After a successful conformity assessment, the product must bear the CE marking, confirming that it meets all legal requirements. This marking is a prerequisite for the sale of medical devices within the EU’s internal market. Additionally, a Declaration of Conformity must be created, declaring that the product complies with the regulations and standards.

4. Market Surveillance and Post-Market Surveillance (PMS)

Once a medical device is available on the market, comprehensive market surveillance and post-market surveillance (PMS) obligations continue to apply. These requirements ensure that the product continues to meet safety standards after being placed on the market. Therefore, it is essential to establish a market surveillance system that documents complaints, recalls, and other relevant incidents and responds appropriately.

5. The Need for an EU Authorized Representative

For manufacturers outside the EU, it is necessary to appoint an EU Authorized Representative, who acts as the point of contact for the relevant EU authorities. This representative also assumes responsibility for ensuring compliance with regulatory requirements in the European market. This is an indispensable step to ensure that all EU legal requirements are met.

6. Important Standards and Certifications

In addition to legal requirements, numerous European standards must be adhered to, confirming the product's compliance with the required safety and quality standards. These include, for example:

• EN ISO 13485 – Quality management systems for medical devices
• EN ISO 14971 – Risk management for medical devices
• EN IEC 62366 – Usability of medical devices

Compliance with these standards leads to a presumption of conformity, meaning that meeting these standards is considered sufficient proof of compliance with legal requirements.

7. The Necessity of EU Registration (EUDAMED)

Another essential step for market access is the registration of medical devices in EUDAMED, the European database for medical devices. EUDAMED registration is mandatory for manufacturers, EU authorized representatives, and importers before placing a product on the market.

Key steps for EUDAMED registration include obtaining a UDI (Unique Device Identification) code, which must be applied to the product. Furthermore, manufacturers must ensure they obtain a Single Registration Number (SRN) from the EUDAMED system, which requires prior registration.

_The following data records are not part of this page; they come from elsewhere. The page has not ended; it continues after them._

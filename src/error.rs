//! Error taxonomy for the mixing engine (spec §7).

use std::io;

pub type Result<T> = ::std::result::Result<T, Error>;

#[derive(Debug, Fail)]
pub enum Error {
    /// Client cap reached, or an allocation failed. `add_client` returns
    /// `Ok(false)`/this error without disturbing already-connected
    /// clients.
    #[fail(display = "resource exhausted: {}", reason)]
    ResourceExhausted { reason: String },

    /// The multiplexer itself, or the worker thread spawn, failed. The
    /// coordinator moves to FINISHED; the transport observes `EIO` on
    /// `read` or a short/zero `write`.
    #[fail(display = "fatal mixing engine error: {}", inner)]
    Fatal { inner: io::Error },

    /// An unsupported sample format or channel count was requested at
    /// `RingMixBuffer::init`.
    #[fail(display = "unsupported PCM format/channel configuration")]
    UnsupportedFormat,
}

impl From<io::Error> for Error {
    fn from(inner: io::Error) -> Self {
        Error::Fatal { inner }
    }
}

impl From<nix::errno::Errno> for Error {
    fn from(inner: nix::errno::Errno) -> Self {
        Error::Fatal {
            inner: io::Error::from_raw_os_error(inner as i32),
        }
    }
}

EUDAMED plays a crucial role in enhancing transparency and ensuring market surveillance for medical devices by allowing better traceability in case of safety issues or recalls. Failure to register with EUDAMED can prevent market entry and expose the company to legal risks.

Conclusion

Market access for MedTech products in the EU comes with numerous regulatory challenges. To ensure that your product receives the necessary approvals and can be legally marketed within the European market, all relevant requirements must be meticulously fulfilled. A comprehensive understanding of conformity assessment, technical documentation, risk management, and market surveillance is essential. We are happy to support you in implementing these requirements for your company to minimize legal risks and ensure success in the European market.